La Grèce en grève générale contre le plan de retraites de Tsipras

Des milliers de personnes étaient dans les rues d'Athènes jeudi pour la grève générale, la troisième depuis l'arrivée au pouvoir l'an dernier d'Alexis Tsipras, contre une réforme des retraites exigée par les créanciers du pays.

Selon les chiffres de la police, 20.000 personnes participaient au premier cortège, celui du syndicat PAME, proche du parti communiste, 7.000 à celui des deux grandes centrales du privé et du public, GSEE et Adedy, et 3.000 à celui de la gauche plus radicale, dont quelques dizaines d'anarchistes, faisant craindre de possibles échauffourées, courantes en Grèce en fin de manifestation.

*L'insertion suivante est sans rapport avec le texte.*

//! Campground store on Postgres

use async_trait::async_trait;
use sqlx::{Pool, Postgres};
use uuid::Uuid;

use super::CampgroundStore;
use crate::{
    error::{AppError, AppResult},
    models::{Campground, CampgroundAttributes},
};

#[derive(Clone)]
pub struct PgCampgroundStore {
    pool: Pool<Postgres>,
}

impl PgCampgroundStore {
    pub fn new(pool: Pool<Postgres>) -> Self {
        Self { pool }
    }
}

fn not_found(id: Uuid) -> AppError {
    AppError::NotFound(format!("Campground {} not found", id))
}

#[async_trait]
impl CampgroundStore for PgCampgroundStore {
    async fn list_all(&self) -> AppResult<Vec<Campground>> {
        let rows = sqlx::query_as::<_, Campground>(
            "SELECT * FROM campgrounds ORDER BY created_at, id",
        )
        .fetch_all(&self.pool)
        .await?;
        Ok(rows)
    }

    async fn create(&self, data: &CampgroundAttributes) -> AppResult<Campground> {
        let row = sqlx::query_as::<_, Campground>(
            r#"
            INSERT INTO campgrounds (id, title, price, description, location)
            VALUES ($1, $2, $3, $4, $5)
            RETURNING *
            "#,
        )
        .bind(Uuid::new_v4())
        .bind(&data.title)
        .bind(data.price)
        .bind(&data.description)
        .bind(&data.location)
        .fetch_one(&self.pool)
        .await?;
        Ok(row)
    }

    async fn get_by_id(&self, id: Uuid) -> AppResult<Campground> {
        sqlx::query_as::<_, Campground>("SELECT * FROM campgrounds WHERE id = $1")
            .bind(id)
            .fetch_optional(&self.pool)
            .await?
            .ok_or_else(|| not_found(id))
    }

    async fn update(&self, id: Uuid, data: &CampgroundAttributes) -> AppResult<Campground> {
        sqlx::query_as::<_, Campground>(
            r#"
            UPDATE campgrounds
            SET title = $2, price = $3, description = $4, location = $5, updated_at = now()
            WHERE id = $1
            RETURNING *
            "#,
        )
        .bind(id)
        .bind(&data.title)
        .bind(data.price)
        .bind(&data.description)
        .bind(&data.location)
        .fetch_optional(&self.pool)
        .await?
        .ok_or_else(|| not_found(id))
    }

    async fn delete(&self, id: Uuid) -> AppResult<Campground> {
        sqlx::query_as::<_, Campground>("DELETE FROM campgrounds WHERE id = $1 RETURNING *")
            .bind(id)
            .fetch_optional(&self.pool)
            .await?
            .ok_or_else(|| not_found(id))
    }

    async fn add_review(&self, campground_id: Uuid, review_id: Uuid) -> AppResult<Campground> {
        // Single statement, so concurrent appends cannot lose each other
        sqlx::query_as::<_, Campground>(
            r#"
            UPDATE campgrounds
            SET review_ids = CASE
                    WHEN $2 = ANY(review_ids) THEN review_ids
                    ELSE array_append(review_ids, $2)
                END,
                updated_at = now()
            WHERE id = $1
            RETURNING *
            "#,
        )
        .bind(campground_id)
        .bind(review_id)
        .fetch_optional(&self.pool)
        .await?
        .ok_or_else(|| not_found(campground_id))
    }

    async fn remove_review_reference(&self, campground_id: Uuid, review_id: Uuid) -> AppResult<Campground> {
        sqlx::query_as::<_, Campground>(
            r#"
            UPDATE campgrounds
            SET review_ids = array_remove(review_ids, $2), updated_at = now()
            WHERE id = $1
            RETURNING *
            "#,
        )
        .bind(campground_id)
        .bind(review_id)
        .fetch_optional(&self.pool)
        .await?
        .ok_or_else(|| not_found(campground_id))
    }

    async fn ping(&self) -> AppResult<()> {
        sqlx::query("SELECT 1").execute(&self.pool).await?;
        Ok(())
    }
}
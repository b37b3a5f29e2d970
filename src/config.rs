//! Configuration management for the YelpCamp server

use config::{Config, ConfigError, Environment, File};
use serde::{Deserialize, Serialize};
use std::env;

#[derive(Debug, Deserialize, Clone)]
pub struct ServerConfig {
    pub host: String,
    pub port: u16,
}

/// Which store backs the repository
#[derive(Debug, Deserialize, Serialize, Clone, Copy, PartialEq, Eq)]
#[serde(rename_all = "lowercase")]
pub enum DatabaseDriver {
    Postgres,
    Memory,
}

#[derive(Debug, Deserialize, Clone)]
pub struct DatabaseConfig {
    pub driver: DatabaseDriver,
    pub url: String,
    pub max_connections: u32,
    pub min_connections: u32,
}

#[derive(Debug, Deserialize, Clone)]
pub struct LoggingConfig {
    pub level: String,
    /// `pretty` or `json`
    pub format: String,
}

#[derive(Debug, Deserialize, Clone, Default)]
pub struct AppConfig {
    #[serde(default)]
    pub server: ServerConfig,
    #[serde(default)]
    pub database: DatabaseConfig,
    #[serde(default)]
    pub logging: LoggingConfig,
}

impl AppConfig {
    /// Load configuration from files and environment variables
    pub fn load() -> Result<Self, ConfigError> {
        let run_mode = env::var("RUN_MODE").unwrap_or_else(|_| "development".into());

        let config = Config::builder()
            .add_source(File::with_name("config/default"))
            .add_source(File::with_name(&format!("config/{}", run_mode)).required(false))
            // YELPCAMP_SERVER__PORT=8080, YELPCAMP_DATABASE__DRIVER=memory, ...
            .add_source(
                Environment::with_prefix("YELPCAMP")
                    .prefix_separator("_")
                    .separator("__")
                    .try_parsing(true),
            )
            .set_override_option("database.url", env::var("DATABASE_URL").ok())?
            .build()?;

        config.try_deserialize()
    }
}

impl Default for ServerConfig {
    fn default() -> Self {
        Self {
            host: "0.0.0.0".to_string(),
            port: 3000,
        }
    }
}

impl Default for DatabaseConfig {
    fn default() -> Self {
        Self {
            driver: DatabaseDriver::Postgres,
            url: "postgres://localhost:5432/yelp-camp".to_string(),
            max_connections: 10,
            min_connections: 1,
        }
    }
}

impl Default for LoggingConfig {
    fn default() -> Self {
        Self {
            level: "info".to_string(),
            format: "pretty".to_string(),
        }
    }
}
//! Review store on Postgres

use async_trait::async_trait;
use sqlx::{Pool, Postgres};
use uuid::Uuid;

use super::ReviewStore;
use crate::{
    error::{AppError, AppResult},
    models::{Review, ReviewAttributes},
};

#[derive(Clone)]
pub struct PgReviewStore {
    pool: Pool<Postgres>,
}

impl PgReviewStore {
    pub fn new(pool: Pool<Postgres>) -> Self {
        Self { pool }
    }
}

#[async_trait]
impl ReviewStore for PgReviewStore {
    async fn create(&self, data: &ReviewAttributes) -> AppResult<Review> {
        let row = sqlx::query_as::<_, Review>(
            "INSERT INTO reviews (id, body, rating) VALUES ($1, $2, $3) RETURNING *",
        )
        .bind(Uuid::new_v4())
        .bind(&data.body)
        .bind(data.rating)
        .fetch_one(&self.pool)
        .await?;
        Ok(row)
    }

    async fn get_many(&self, ids: &[Uuid]) -> AppResult<Vec<Review>> {
        if ids.is_empty() {
            return Ok(Vec::new());
        }
        let rows = sqlx::query_as::<_, Review>(
            r#"
            SELECT r.*
            FROM unnest($1::uuid[]) WITH ORDINALITY AS refs(id, position)
            JOIN reviews r ON r.id = refs.id
            ORDER BY refs.position
            "#,
        )
        .bind(ids)
        .fetch_all(&self.pool)
        .await?;
        Ok(rows)
    }

    async fn delete_by_id(&self, id: Uuid) -> AppResult<()> {
        let result = sqlx::query("DELETE FROM reviews WHERE id = $1")
            .bind(id)
            .execute(&self.pool)
            .await?;
        if result.rows_affected() == 0 {
            return Err(AppError::NotFound(format!("Review {} not found", id)));
        }
        Ok(())
    }

    async fn delete_many(&self, ids: &[Uuid]) -> AppResult<u64> {
        if ids.is_empty() {
            return Ok(0);
        }
        let result = sqlx::query("DELETE FROM reviews WHERE id = ANY($1)")
            .bind(ids)
            .execute(&self.pool)
            .await?;
        Ok(result.rows_affected())
    }
}
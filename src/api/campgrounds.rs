//! Campground pages and form endpoints

use axum::{
    extract::{Path, State},
    response::Response,
};
use maud::Markup;

use super::{parse_id, redirect};
use crate::{
    error::AppResult,
    models::CampgroundForm,
    validation::ValidatedForm,
    views, AppState,
};

/// List all campgrounds
pub async fn list_campgrounds(State(state): State<AppState>) -> AppResult<Markup> {
    let campgrounds = state.services.campgrounds.list().await?;
    Ok(views::campgrounds::index_page(&campgrounds))
}

/// Creation form
pub async fn new_campground() -> Markup {
    views::campgrounds::new_page()
}

pub async fn create_campground(
    State(state): State<AppState>,
    ValidatedForm(data): ValidatedForm<CampgroundForm>,
) -> AppResult<Response> {
    let campground = state.services.campgrounds.create(&data).await?;
    Ok(redirect(format!("/campgrounds/{}", campground.id)))
}

/// Detail page with reviews resolved
pub async fn show_campground(
    State(state): State<AppState>,
    Path(id): Path<String>,
) -> AppResult<Markup> {
    let id = parse_id(&id, "Campground")?;
    let found = state.services.campgrounds.get_with_reviews(id).await?;
    Ok(views::campgrounds::show_page(&found))
}

pub async fn edit_campground(
    State(state): State<AppState>,
    Path(id): Path<String>,
) -> AppResult<Markup> {
    let id = parse_id(&id, "Campground")?;
    let campground = state.services.campgrounds.get_by_id(id).await?;
    Ok(views::campgrounds::edit_page(&campground))
}

pub async fn update_campground(
    State(state): State<AppState>,
    Path(id): Path<String>,
    ValidatedForm(data): ValidatedForm<CampgroundForm>,
) -> AppResult<Response> {
    let id = parse_id(&id, "Campground")?;
    let campground = state.services.campgrounds.update(id, &data).await?;
    Ok(redirect(format!("/campgrounds/{}", campground.id)))
}

/// Delete a campground along with its reviews
pub async fn delete_campground(
    State(state): State<AppState>,
    Path(id): Path<String>,
) -> AppResult<Response> {
    let id = parse_id(&id, "Campground")?;
    state.services.campgrounds.delete(id).await?;
    Ok(redirect("/campgrounds"))
}
//! Campground pages: index, new, show, edit

use maud::{html, Markup};

use super::layout;
use crate::models::{
    review::{MAX_RATING, MIN_RATING},
    Campground, CampgroundAttributes, CampgroundWithReviews,
};

pub fn index_page(campgrounds: &[Campground]) -> Markup {
    layout(
        "All Campgrounds",
        html! {
            h1 { "All Campgrounds" }
            a href="/campgrounds/new" { "Add Campground" }
            @if campgrounds.is_empty() {
                p { "No campgrounds yet." }
            }
            ul class="campgrounds" {
                @for campground in campgrounds {
                    li {
                        a href={ "/campgrounds/" (campground.id) } { (campground.title) }
                        " "
                        small { (campground.location) }
                    }
                }
            }
        },
    )
}

fn campground_fields(values: Option<&CampgroundAttributes>) -> Markup {
    let title = values.map(|v| v.title.as_str()).unwrap_or_default();
    let location = values.map(|v| v.location.as_str()).unwrap_or_default();
    let price = values.map(|v| v.price.to_string()).unwrap_or_default();
    let description = values.map(|v| v.description.as_str()).unwrap_or_default();

    html! {
        div {
            label for="title" { "Title" }
            input type="text" id="title" name="campground[title]" value=(title) required;
        }
        div {
            label for="location" { "Location" }
            input type="text" id="location" name="campground[location]" value=(location) required;
        }
        div {
            label for="price" { "Campground Price" }
            input type="number" id="price" name="campground[price]" min="0" step="0.01"
                placeholder="0.00" value=(price) required;
        }
        div {
            label for="description" { "Description" }
            textarea id="description" name="campground[description]" required { (description) }
        }
    }
}

pub fn new_page() -> Markup {
    layout(
        "New Campground",
        html! {
            h1 { "New Campground" }
            form action="/campgrounds" method="POST" {
                (campground_fields(None))
                button { "Add Campground" }
            }
            a href="/campgrounds" { "All Campgrounds" }
        },
    )
}

pub fn edit_page(campground: &Campground) -> Markup {
    let values = campground.attributes();
    layout(
        "Edit Campground",
        html! {
            h1 { "Edit Campground" }
            form action={ "/campgrounds/" (campground.id) "?_method=PUT" } method="POST" {
                (campground_fields(Some(&values)))
                button { "Update Campground" }
            }
            a href={ "/campgrounds/" (campground.id) } { "Back To Campground" }
        },
    )
}

pub fn show_page(found: &CampgroundWithReviews) -> Markup {
    let campground = &found.campground;
    layout(
        &campground.title,
        html! {
            div class="card" {
                h1 { (campground.title) }
                p { (campground.description) }
                ul {
                    li class="text-muted" { (campground.location) }
                    li { "$" (campground.price) "/night" }
                }
                a href={ "/campgrounds/" (campground.id) "/edit" } { "Edit" }
                form action={ "/campgrounds/" (campground.id) "?_method=DELETE" } method="POST" {
                    button class="btn-danger" { "Delete" }
                }
            }
            section class="reviews" {
                h2 { "Leave a Review" }
                form action={ "/campgrounds/" (campground.id) "/reviews" } method="POST" {
                    div {
                        label for="rating" { "Rating" }
                        input type="range" id="rating" name="review[rating]"
                            min=(MIN_RATING) max=(MAX_RATING) value=(MAX_RATING);
                    }
                    div {
                        label for="body" { "Review" }
                        textarea id="body" name="review[body]" required {}
                    }
                    button { "Submit" }
                }
                @for review in &found.reviews {
                    div class="review" {
                        h5 { "Rating: " (review.rating) }
                        p { (review.body) }
                        form action={ "/campgrounds/" (campground.id) "/reviews/" (review.id) "?_method=DELETE" }
                            method="POST" {
                            button class="btn-danger" { "Delete" }
                        }
                    }
                }
            }
            a href="/campgrounds" { "All Campgrounds" }
        },
    )
}

#[cfg(test)]
mod tests {
    use chrono::Utc;
    use uuid::Uuid;

    use super::*;
    use crate::models::Review;

    fn campground() -> Campground {
        Campground::new(&CampgroundAttributes {
            title: "Pine Lake".into(),
            price: 10.0,
            description: "nice".into(),
            location: "CO".into(),
        })
    }

    #[test]
    fn test_show_lists_reviews_with_delete_forms() {
        let campground = campground();
        let review = Review {
            id: Uuid::new_v4(),
            body: "quiet & clean".into(),
            rating: 4,
            created_at: Utc::now(),
        };
        let page = show_page(&CampgroundWithReviews {
            campground: campground.clone(),
            reviews: vec![review.clone()],
        })
        .into_string();

        assert!(page.contains("Pine Lake"));
        assert!(page.contains("$10/night"));
        assert!(page.contains("quiet &amp; clean"));
        assert!(page.contains(&format!(
            "/campgrounds/{}/reviews/{}?_method=DELETE",
            campground.id, review.id
        )));
    }

    #[test]
    fn test_edit_prefills_values() {
        let campground = campground();
        let page = edit_page(&campground).into_string();
        assert!(page.contains("value=\"Pine Lake\""));
        assert!(page.contains(&format!("/campgrounds/{}?_method=PUT", campground.id)));
    }

    #[test]
    fn test_index_links_each_campground() {
        let first = campground();
        let second = campground();
        let page = index_page(&[first.clone(), second.clone()]).into_string();
        assert!(page.contains(&format!("href=\"/campgrounds/{}\"", first.id)));
        assert!(page.contains(&format!("href=\"/campgrounds/{}\"", second.id)));
    }
}
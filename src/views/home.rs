use maud::{html, Markup};

use super::layout;

pub fn home_page() -> Markup {
    layout(
        "Home",
        html! {
            h1 { "Welcome to YelpCamp" }
            p { "Jump right in and explore our many campgrounds." }
            a href="/campgrounds" { "View Campgrounds" }
        },
    )
}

La police se faisait discrète le long du cortège, restant cantonnée dans les rues adjacentes.

Ces chiffres ne différaient pas sensiblement des deux grèves précédentes, mais le fonctionnement du pays semble plus atteint que précédemment, du fait de la participation de nombreuses corporations, mobilisées contre une réforme qui pénalise toutes les catégories de travailleurs.

Trains, ferries et de nombreux vols intérieurs étaient paralysés. Les hôpitaux ne devaient s'occuper que des urgences, les stations-service restaient fermées, et les taxis, d'ordinaire innombrables dans les rues d'Athènes, étaient invisibles.

Les avocats et les agriculteurs sont réunis dans ce mouvement, les seconds ayant entamé des actions de blocages de route depuis plusieurs jours déjà, créant de longues files d'attente de camions aux frontières nord du pays.

- Retraite plafonnée à 2.300 euros -

Tous veulent protester contre une réforme qui fera passer notamment de 2.700 à 2.300 euros le montant maximum des retraites, et créera une pension de base garantie de 384 euros par mois.

Le gouvernement projette également de fusionner les différents fonds de pension et d'accroître les cotisations sociales des employés et des employeurs.

Pratiquement toutes les catégories de salariés ont critiqué ce plan, qui vise notamment à économiser 1,8 milliard d'euros par an, soit 1% du PIB environ, dans le cadre des exigences de réformes formulées par les créanciers du pays, FMI, UE et BCE, en échange du nouveau plan d'aide de 86 milliards d'euros qu'ils ont accordé au pays en juillet.

Le Premier ministre, élu sur un programme de gauche radicale, est déterminé à présent à faire avancer cette réforme le plus vite possible, afin de satisfaire les créanciers et de pouvoir ainsi espérer le début de négociations sur un allègement de l'énorme dette publique grecque (près de 200% du PIB).

Le projet de loi doit être voté ce mois-ci au Parlement, où M. Tsipras ne dispose que d'une très faible majorité (153 sièges sur 300).